Oxtail stew in modern Roman cuisine

Coda alla vaccinara (/it/) is an oxtail stew in modern Roman cuisine including various vegetables, notably celery. The tail is considered offal, nicknamed in Rome the quinto quarto (lit. 'fifth fourth').

==Preparation==
The oxtail is parboiled and then simmered with large amounts of celery (typically 1.5 kilograms of celery for every kilogram of tail), carrots, and aromatic herbs. Tomatoes and red wine are added, and then the mixture is cooked further with a soffritto of onions, garlic, prosciutto, pancetta, and some other ingredients. During the final phase of cooking, a bouquet garni of bay leaves, celery stalks, and cloves is put in the pot for flavouring. It is cooked until the meat easily separates from the bones. It is seasoned with cinnamon, nutmeg, and black pepper and garnished with pine nuts.

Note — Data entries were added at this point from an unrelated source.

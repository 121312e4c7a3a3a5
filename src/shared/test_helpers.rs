#[cfg(test)]
use std::sync::Arc;

#[cfg(test)]
use axum_test::TestServer;

#[cfg(test)]
use crate::app::{router, AppState};
#[cfg(test)]
use crate::core::config::{DatabaseConfig, UploadConfig};
#[cfg(test)]
use crate::core::database::Database;
#[cfg(test)]
use crate::features::text_files::models::{NewTextFile, TextFile};
#[cfg(test)]
use crate::features::text_files::{repository_for, TextFileRepository};
#[cfg(test)]
use crate::shared::flash::FlashKey;
#[cfg(test)]
use crate::shared::templates::Templates;

/// Fresh, migrated in-memory SQLite database
#[cfg(test)]
pub async fn memory_database() -> Database {
    let db = Database::connect(&DatabaseConfig::with_url("sqlite::memory:"))
        .await
        .unwrap();
    db.migrate().await.unwrap();
    db
}

#[cfg(test)]
pub async fn test_server() -> (TestServer, Arc<dyn TextFileRepository>) {
    test_server_with_limit(UploadConfig::default().max_content_length).await
}

/// Server over an empty database, keeping cookies between requests so
/// flash notices reach the next page
#[cfg(test)]
pub async fn test_server_with_limit(
    max_content_length: usize,
) -> (TestServer, Arc<dyn TextFileRepository>) {
    let db = memory_database().await;
    let text_files = repository_for(&db);

    let state = AppState {
        text_files: Arc::clone(&text_files),
        templates: Arc::new(Templates::new().unwrap()),
        upload: Arc::new(UploadConfig {
            max_content_length,
            ..UploadConfig::default()
        }),
        flash_key: FlashKey::new("test-secret"),
    };

    let server = TestServer::builder()
        .save_cookies()
        .build(router(state))
        .unwrap();

    (server, text_files)
}

#[cfg(test)]
pub async fn seed_text_file(
    repo: &Arc<dyn TextFileRepository>,
    display_name: &str,
    content: &str,
) -> TextFile {
    repo.create(NewTextFile {
        display_name: display_name.to_string(),
        original_filename: format!("{}.txt", display_name.to_lowercase().replace(' ', "_")),
        content: content.to_string(),
    })
    .await
    .unwrap()
}
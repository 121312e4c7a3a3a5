use async_trait::async_trait;
use chrono::Utc;
use sqlx::PgPool;
use tracing::info;

use crate::core::error::{AppError, Result};
use crate::features::text_files::models::{NewTextFile, TextFile, TextFileChanges};
use crate::features::text_files::repositories::TextFileRepository;

#[derive(Clone)]
pub struct PgTextFileRepository {
    pool: PgPool,
}

impl PgTextFileRepository {
    pub fn new(pool: PgPool) -> Self {
        Self { pool }
    }
}

#[async_trait]
impl TextFileRepository for PgTextFileRepository {
    async fn create(&self, new_file: NewTextFile) -> Result<TextFile> {
        let now = Utc::now();
        let mut tx = self.pool.begin().await?;

        let file = sqlx::query_as::<_, TextFile>(
            r#"
            INSERT INTO text_files (display_name, original_filename, content, created_at, updated_at)
            VALUES ($1, $2, $3, $4, $4)
            RETURNING id, display_name, original_filename, content, created_at, updated_at
            "#,
        )
        .bind(&new_file.display_name)
        .bind(&new_file.original_filename)
        .bind(&new_file.content)
        .bind(now)
        .fetch_one(&mut *tx)
        .await?;

        tx.commit().await?;

        info!(
            "Text file created: id={}, filename={}",
            file.id, file.original_filename
        );
        Ok(file)
    }

    async fn list_all_by_recency(&self) -> Result<Vec<TextFile>> {
        sqlx::query_as::<_, TextFile>(
            r#"
            SELECT id, display_name, original_filename, content, created_at, updated_at
            FROM text_files
            ORDER BY created_at DESC, id DESC
            "#,
        )
        .fetch_all(&self.pool)
        .await
        .map_err(|e| {
            tracing::error!("Failed to list text files: {:?}", e);
            AppError::Database(e)
        })
    }

    async fn get(&self, id: i64) -> Result<Option<TextFile>> {
        let file = sqlx::query_as::<_, TextFile>(
            r#"
            SELECT id, display_name, original_filename, content, created_at, updated_at
            FROM text_files
            WHERE id = $1
            "#,
        )
        .bind(id)
        .fetch_optional(&self.pool)
        .await?;

        Ok(file)
    }

    async fn update(&self, mut file: TextFile, changes: TextFileChanges) -> Result<TextFile> {
        file.update_content(changes);

        let mut tx = self.pool.begin().await?;
        let updated = sqlx::query_as::<_, TextFile>(
            r#"
            UPDATE text_files
            SET display_name = $1, original_filename = $2, content = $3, updated_at = $4
            WHERE id = $5
            RETURNING id, display_name, original_filename, content, created_at, updated_at
            "#,
        )
        .bind(&file.display_name)
        .bind(&file.original_filename)
        .bind(&file.content)
        .bind(file.updated_at)
        .bind(file.id)
        .fetch_optional(&mut *tx)
        .await?
        .ok_or_else(|| AppError::NotFound(format!("Text file {} not found", file.id)))?;

        tx.commit().await?;

        info!("Text file updated: id={}", updated.id);
        Ok(updated)
    }

    async fn delete(&self, id: i64) -> Result<()> {
        let mut tx = self.pool.begin().await?;
        let result = sqlx::query("DELETE FROM text_files WHERE id = $1")
            .bind(id)
            .execute(&mut *tx)
            .await?;

        if result.rows_affected() == 0 {
            return Err(AppError::NotFound(format!("Text file {} not found", id)));
        }
        tx.commit().await?;

        info!("Text file deleted: id={}", id);
        Ok(())
    }
}

#[cfg(test)]
mod tests {
    use super::*;
    use crate::core::config::DatabaseConfig;
    use crate::core::database::Database;

    /// Repository on the PostgreSQL server named by `DATABASE_URL`.
    ///
    /// Run with `DATABASE_URL=postgres://... cargo test -- --ignored`.
    async fn repository() -> PgTextFileRepository {
        let url = std::env::var("DATABASE_URL").expect("DATABASE_URL must point at PostgreSQL");
        let db = Database::connect(&DatabaseConfig::with_url(url)).await.unwrap();
        db.migrate().await.unwrap();
        match db {
            Database::Postgres(pool) => PgTextFileRepository::new(pool),
            other => panic!("expected postgres, got {}", other.backend_name()),
        }
    }

    fn new_file(display_name: &str, content: &str) -> NewTextFile {
        NewTextFile {
            display_name: display_name.to_string(),
            original_filename: format!("pg/{}.txt", display_name.to_lowercase()),
            content: content.to_string(),
        }
    }

    #[tokio::test]
    #[ignore = "needs a PostgreSQL DATABASE_URL"]
    async fn test_create_update_matches_stored_row() {
        let repo = repository().await;
        let created = repo.create(new_file("Draft", "Old content")).await.unwrap();
        assert_eq!(repo.get(created.id).await.unwrap().unwrap(), created);

        let updated = repo
            .update(
                created.clone(),
                TextFileChanges {
                    content: Some("New content".to_string()),
                    ..Default::default()
                },
            )
            .await
            .unwrap();

        let stored = repo.get(created.id).await.unwrap().unwrap();
        assert_eq!(stored, updated);
        assert_eq!(stored.content, "New content");
        assert_eq!(stored.display_name, "Draft");
        assert_eq!(stored.original_filename, "pg/draft.txt");
        assert!(stored.updated_at >= created.updated_at);

        repo.delete(created.id).await.unwrap();
    }

    #[tokio::test]
    #[ignore = "needs a PostgreSQL DATABASE_URL"]
    async fn test_list_puts_newer_rows_first() {
        let repo = repository().await;
        let older = repo.create(new_file("Older", "1")).await.unwrap();
        let newer = repo.create(new_file("Newer", "2")).await.unwrap();

        let ids: Vec<i64> = repo
            .list_all_by_recency()
            .await
            .unwrap()
            .into_iter()
            .map(|f| f.id)
            .collect();
        let newer_at = ids.iter().position(|id| *id == newer.id).unwrap();
        let older_at = ids.iter().position(|id| *id == older.id).unwrap();
        assert!(newer_at < older_at);

        repo.delete(older.id).await.unwrap();
        repo.delete(newer.id).await.unwrap();
    }

    #[tokio::test]
    #[ignore = "needs a PostgreSQL DATABASE_URL"]
    async fn test_missing_rows_are_not_found() {
        let repo = repository().await;
        let created = repo.create(new_file("Gone", "x")).await.unwrap();
        repo.delete(created.id).await.unwrap();

        assert!(repo.get(created.id).await.unwrap().is_none());
        assert!(matches!(
            repo.delete(created.id).await,
            Err(AppError::NotFound(_))
        ));
        assert!(matches!(
            repo.update(created, TextFileChanges::default()).await,
            Err(AppError::NotFound(_))
        ));
    }
}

Coda is usually prepared to taste sweet and sour, usually using raisins, or sometimes candied fruit or a small amount of grated bittersweet chocolate. Coda is generally prepared in advance and reheated. Leftovers can be used as a sauce for rigatoni, which is then named "rigatoni al sugo di coda".

==History==
Coda alla vaccinara was originally the specialty of the vaccinari ('butchers') of the Rione Regola in Rome, to the point that the inhabitants of that rione were nicknamed in Romanesco dialect magnacode ('tail-eaters'). It is often found in the trattorie of Testaccio and Trastevere.

==Popular culture==
Coda is the favourite dish of the protagonist Giacinto Mazzatella (Nino Manfredi) in Down and Dirty. He expresses his appreciation of the dish with the words "Oxtail and celery are like man and woman. It's all well when one sticks to the other."